To see why we need a change in policy, let’s look at the number of residential buildings in Edmonton that are zoned to encourage infill, versus the number that aren’t. We’ll combine two spatial datasets from the City of Edmonton’s Open Data Catalogue: one contains all City of Edmonton building rooflines, and another has all City property zones. We can then separate residential zoned buildings into those with zoning that isn’t designed to allow for infill, and those with zoning that does allow various types of infill. Here’s a map of the resulting data:
Note: The distinction between zoning types is somewhat subjective, and is based on my reading of City zoning bylaws and a conversation with City of Edmonton staff. Any errors are my own.
At first glance it appears that despite several infill-friendly central neighbourhoods, buildings with zoning not designed for infill significantly outnumber buildings with zoning designed for infill in Edmonton. And indeed that’s the case – according to this data there are just under 231,000 buildings with the former type of zoning, compared to about 64,000 with the latter. Not every property in the city should necessarily be zoned for infill, but clearly there’s an imbalance here. Further, the infill-zoned buildings are heavily concentrated in only a few neighbourhoods.
Of course, there are more than two types of residential zoning, and each type allows for varying degrees of infill development. For example, RF1 – Single Detached Residential can be considered the most restrictive type of zoning with regards to infill (especially combined with the Mature Neighbourhood Overlay, which wasn’t considered in this analysis), but it does allow for small scale infill in the form of secondary suites and in some cases duplex housing. Nevertheless, it’s among the older types of property zone and was not explicitly designed for infill – when Edmonton’s older neighbourhoods were zoned the concept of using higher-density infill to limit urban sprawl just wasn’t on the radar.
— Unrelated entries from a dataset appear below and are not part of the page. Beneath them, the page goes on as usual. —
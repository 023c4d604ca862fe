use egui::{Context, RichText};
use glam::Vec3;

use crate::model::{BoundingBox, Camera, FlattenedScene};
use crate::view::ShadingMode;

const CONTROLS: [&str; 9] = [
    "Click - Capture mouse",
    "WASD / Arrows - Move",
    "Space / Shift - Up / Down",
    "Scroll - Forward / Back",
    "Tab, 1-4 - Shading",
    "R - Reset camera",
    "H - Toggle overlay",
    "Esc - Release mouse",
    "Q - Quit",
];

/// Model statistics shown in the overlay, gathered once after loading.
#[derive(Debug, Clone, PartialEq)]
pub struct ModelStats {
    pub source: String,
    pub meshes: usize,
    pub vertices: usize,
    pub triangles: usize,
    pub stride: usize,
    pub has_normals: bool,
    pub has_tex_coords: bool,
    pub bounds: BoundingBox,
}

impl ModelStats {
    pub fn new(source: impl Into<String>, meshes: usize, flat: &FlattenedScene) -> Self {
        Self {
            source: source.into(),
            meshes,
            vertices: flat.vertex_count(),
            triangles: flat.triangle_count(),
            stride: flat.layout.stride(),
            has_normals: flat.format.has_normals,
            has_tex_coords: flat.format.has_tex_coords,
            bounds: flat.bounds,
        }
    }

    pub fn format_label(&self) -> String {
        let mut parts = vec!["pos"];
        parts.push(if self.has_normals { "normal" } else { "normal (fallback)" });
        if self.has_tex_coords {
            parts.push("uv");
        }
        format!("{} ({} floats)", parts.join(" + "), self.stride)
    }
}

/// Per-frame values for the overlay
pub struct OverlayInfo<'a> {
    pub fps: f32,
    pub frame_ms: f32,
    pub camera: &'a Camera,
    pub shading: ShadingMode,
    pub wireframe_supported: bool,
    pub pointer_locked: bool,
    pub stats: &'a ModelStats,
}

fn fmt_vec3(v: Vec3) -> String {
    format!("{:.2}, {:.2}, {:.2}", v.x, v.y, v.z)
}

fn small(text: impl Into<String>) -> RichText {
    RichText::new(text).small()
}

/// Draw the overlay windows into `ctx`.
pub fn build_overlay(ctx: &Context, info: &OverlayInfo) {
    draw_camera_window(ctx, info);
    draw_model_window(ctx, info.stats);
}

fn draw_camera_window(ctx: &Context, info: &OverlayInfo) {
    let camera = info.camera;
    egui::Window::new("Camera")
        .default_pos([8.0, 8.0])
        .resizable(false)
        .show(ctx, |ui| {
            ui.label(small(format!("FPS: {:.0} ({:.1} ms)", info.fps, info.frame_ms)));
            ui.label(small(format!("Pos: {}", fmt_vec3(camera.position))));
            ui.label(small(format!("Yaw: {:.1} Pitch: {:.1}", camera.yaw(), camera.pitch())));
            ui.label(small(format!(
                "Speed: {:.2} (x{:.2})",
                camera.effective_speed(),
                camera.speed_multiplier()
            )));

            let mut shading = info.shading.label().to_string();
            if !info.wireframe_supported {
                shading.push_str(" (no wireframe)");
            }
            ui.label(small(format!("Shading: {shading}")));
            if !info.pointer_locked {
                ui.label(small("Click to look around").italics());
            }

            ui.separator();
            ui.label(small("Controls:"));
            for line in CONTROLS {
                ui.label(small(line));
            }
        });
}

fn draw_model_window(ctx: &Context, stats: &ModelStats) {
    egui::Window::new("Model")
        .anchor(egui::Align2::RIGHT_TOP, [-8.0, 8.0])
        .resizable(false)
        .show(ctx, |ui| {
            ui.label(small(stats.source.clone()));
            ui.label(small(format!("Meshes: {}", stats.meshes)));
            ui.label(small(format!("Vertices: {}", stats.vertices)));
            ui.label(small(format!("Triangles: {}", stats.triangles)));
            ui.label(small(format!("Format: {}", stats.format_label())));
            if stats.bounds.is_empty() {
                ui.label(small("Bounds: empty"));
            } else {
                ui.label(small(format!("Min: {}", fmt_vec3(stats.bounds.min))));
                ui.label(small(format!("Max: {}", fmt_vec3(stats.bounds.max))));
                ui.label(small(format!("Size: {}", fmt_vec3(stats.bounds.size()))));
            }
        });
}
use std::time::{Duration, Instant};

use glam::Vec3;

use crate::config::RenderConfig;
use crate::model::Camera;
use crate::view::ShadingMode;

#[repr(C)]
#[derive(Debug, Clone, Copy, bytemuck::Pod, bytemuck::Zeroable)]
pub struct CameraUniform {
    pub view_proj: [[f32; 4]; 4],
    pub eye: [f32; 3],
    pub _pad: f32,
}

impl CameraUniform {
    pub fn from_camera(camera: &Camera) -> Self {
        Self {
            view_proj: camera.view_proj().to_cols_array_2d(),
            eye: camera.position.to_array(),
            _pad: 0.0,
        }
    }
}

#[repr(C)]
#[derive(Debug, Clone, Copy, bytemuck::Pod, bytemuck::Zeroable)]
pub struct ShadingUniform {
    /// Normalized direction towards the light
    pub light_dir: [f32; 3],
    pub ambient: f32,
    pub base_color: [f32; 3],
    pub mode: u32,
}

impl ShadingUniform {
    pub fn new(render: &RenderConfig, mode: ShadingMode) -> Self {
        let towards_light = -Vec3::from_array(render.light_direction);
        let light_dir = if towards_light.length_squared() > 0.0 { towards_light.normalize() } else { Vec3::Y };
        Self {
            light_dir: light_dir.to_array(),
            ambient: render.ambient.clamp(0.0, 1.0),
            base_color: render.base_color,
            mode: mode.shader_index(),
        }
    }
}

/// Frame delta and a once-per-second FPS average
pub struct FrameTimer {
    last_frame: Instant,
    frame_count: u32,
    accumulated: f32,
    fps: f32,
    last_dt: f32,
}

impl FrameTimer {
    pub fn new() -> Self {
        Self::starting_at(Instant::now())
    }

    fn starting_at(now: Instant) -> Self {
        Self { last_frame: now, frame_count: 0, accumulated: 0.0, fps: 0.0, last_dt: 0.0 }
    }

    /// Seconds since the previous tick
    pub fn tick(&mut self) -> f32 {
        self.tick_at(Instant::now())
    }

    fn tick_at(&mut self, now: Instant) -> f32 {
        let dt = now.saturating_duration_since(self.last_frame).as_secs_f32();
        self.last_frame = now;
        self.last_dt = dt;

        self.frame_count += 1;
        self.accumulated += dt;
        if self.accumulated >= 1.0 {
            self.fps = self.frame_count as f32 / self.accumulated;
            self.frame_count = 0;
            self.accumulated = 0.0;
        }
        dt
    }

    pub fn fps(&self) -> f32 {
        self.fps
    }

    pub fn frame_time(&self) -> Duration {
        Duration::from_secs_f32(self.last_dt)
    }
}

impl Default for FrameTimer {
    fn default() -> Self {
        Self::new()
    }
}

#[cfg(test)]
mod tests {
    use super::*;

    #[test]
    fn test_uniform_sizes_match_shader() {
        assert_eq!(std::mem::size_of::<CameraUniform>(), 80);
        assert_eq!(std::mem::size_of::<ShadingUniform>(), 32);
    }

    #[test]
    fn test_shading_uniform_points_towards_light() {
        let render = RenderConfig { light_direction: [0.0, -2.0, 0.0], ambient: 3.0, ..RenderConfig::default() };
        let u = ShadingUniform::new(&render, ShadingMode::Normals);
        assert_eq!(u.light_dir, [0.0, 1.0, 0.0]);
        assert_eq!(u.ambient, 1.0);
        assert_eq!(u.mode, 2);
    }

    #[test]
    fn test_fps_average() {
        let start = Instant::now();
        let mut timer = FrameTimer::starting_at(start);
        for i in 1..=11 {
            let dt = timer.tick_at(start + Duration::from_millis(100 * i));
            assert!((dt - 0.1).abs() < 1e-3);
        }
        assert!((timer.fps() - 10.0).abs() < 0.1);
    }
}
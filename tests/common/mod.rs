#![allow(dead_code)]

use chrono::NaiveDate;
use std::cell::RefCell;
use std::collections::HashMap;
use std::fs;
use std::path::Path;
use stockfactor::domain::error::FactorError;
use stockfactor::domain::group_table::{BacktestBundle, GroupTable, IcSeries};
use stockfactor::domain::report::LineChart;
use stockfactor::ports::chart_port::ChartPort;
use stockfactor::ports::data_port::DataPort;

pub use stockfactor::domain::daily_record::DailyRecord;

pub struct MockDataPort {
    pub data: HashMap<String, Vec<DailyRecord>>,
    pub error: Option<String>,
}

impl MockDataPort {
    pub fn new() -> Self {
        Self {
            data: HashMap::new(),
            error: None,
        }
    }

    pub fn with_records(mut self, code: &str, records: Vec<DailyRecord>) -> Self {
        self.data.insert(code.to_string(), records);
        self
    }

    pub fn with_error(mut self, reason: &str) -> Self {
        self.error = Some(reason.to_string());
        self
    }
}

impl DataPort for MockDataPort {
    fn load_records(&self) -> Result<Vec<DailyRecord>, FactorError> {
        if let Some(reason) = &self.error {
            return Err(FactorError::Io(std::io::Error::other(reason.clone())));
        }
        Ok(self.data.values().flatten().cloned().collect())
    }
}

/// Records every chart instead of drawing it.
#[derive(Default)]
pub struct RecordingChartPort {
    pub charts: RefCell<Vec<LineChart>>,
}

impl ChartPort for RecordingChartPort {
    fn render(&self, chart: &LineChart) -> Result<(), FactorError> {
        self.charts.borrow_mut().push(chart.clone());
        Ok(())
    }
}

pub fn date(y: i32, m: u32, d: u32) -> NaiveDate {
    NaiveDate::from_ymd_opt(y, m, d).unwrap()
}

pub fn make_record(code: &str, date: &str, close: f64) -> DailyRecord {
    DailyRecord {
        date: NaiveDate::parse_from_str(date, "%Y-%m-%d").unwrap(),
        code: code.to_string(),
        open: close - 0.5,
        close,
        low: close - 1.0,
        high: close + 1.0,
        volume: 10_000.0,
        money: 10_000.0 * close,
        turnover_ratio: 0.8,
    }
}

pub fn generate_records(code: &str, start_date: &str, closes: &[f64]) -> Vec<DailyRecord> {
    let start = NaiveDate::parse_from_str(start_date, "%Y-%m-%d").unwrap();
    closes
        .iter()
        .enumerate()
        .map(|(i, &close)| DailyRecord {
            date: start + chrono::Duration::days(i as i64),
            code: code.to_string(),
            open: close - 0.5,
            close,
            low: close - 1.0,
            high: close + 1.0,
            volume: 10_000.0 + i as f64,
            money: 10_000.0 * close,
            turnover_ratio: 0.8,
        })
        .collect()
}

/// Render records as a headerless daily CSV file body.
pub fn to_daily_csv(records: &[DailyRecord]) -> String {
    records
        .iter()
        .map(|r| {
            format!(
                "{},{},{},{},{},{},{},{},{}\n",
                r.date, r.code, r.open, r.close, r.low, r.high, r.volume, r.money, r.turnover_ratio
            )
        })
        .collect()
}

pub fn write_daily_dir(dir: &Path, records_by_code: &[(&str, Vec<DailyRecord>)]) {
    fs::create_dir_all(dir).unwrap();
    for (code, records) in records_by_code {
        fs::write(dir.join(format!("{}.csv", code)), to_daily_csv(records)).unwrap();
    }
}

pub fn dates(n: usize) -> Vec<NaiveDate> {
    (0..n)
        .map(|i| date(2023, 1, 2) + chrono::Duration::days(i as i64))
        .collect()
}

/// `group_count` groups where group g returns `g / 1000` each period.
pub fn group_table(periods: usize, group_count: usize) -> GroupTable {
    let labels = (1..=group_count).map(|g| g.to_string()).collect();
    let columns = (1..=group_count)
        .map(|g| vec![g as f64 / 1000.0; periods])
        .collect();
    GroupTable::new(dates(periods), labels, columns).unwrap()
}

pub fn bundle_with(factors: &[(&str, f64)], periods: usize) -> BacktestBundle {
    let mut bundle = BacktestBundle::default();
    for &(factor, ic) in factors {
        bundle.pro.insert(factor.to_string(), group_table(periods, 10));
        bundle.pnl.insert(factor.to_string(), group_table(periods, 10));
        bundle.ic.insert(
            factor.to_string(),
            IcSeries {
                dates: dates(periods),
                values: vec![ic; periods],
            },
        );
    }
    bundle
}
Some zones, like RSL – Residential Small Lot and RPL – Residential Planned Lot, are designed to achieve more density in single-family housing but still only allow for relatively small scale infill. Edmonton’s new neighbourhoods more frequently have this type zoning. Unfortunately for infill advocates, years of using RF1 zoning means that it’s by far the most common property zone in Edmonton:
So given this data, it clearly appears that the current balance of residential buildings in Edmonton is significantly tipped towards zoning that isn’t designed for infill development, and the buildings that are zoned for infill mostly exist in a handful of neighbourhoods. Finally, given the predominance of RF1 zoned buildings, it looks like if the City wants to bring some appreciable balance to residential zoning the Infill Action Plan’s proposed changes to the RF1 bylaw are the logical place to start.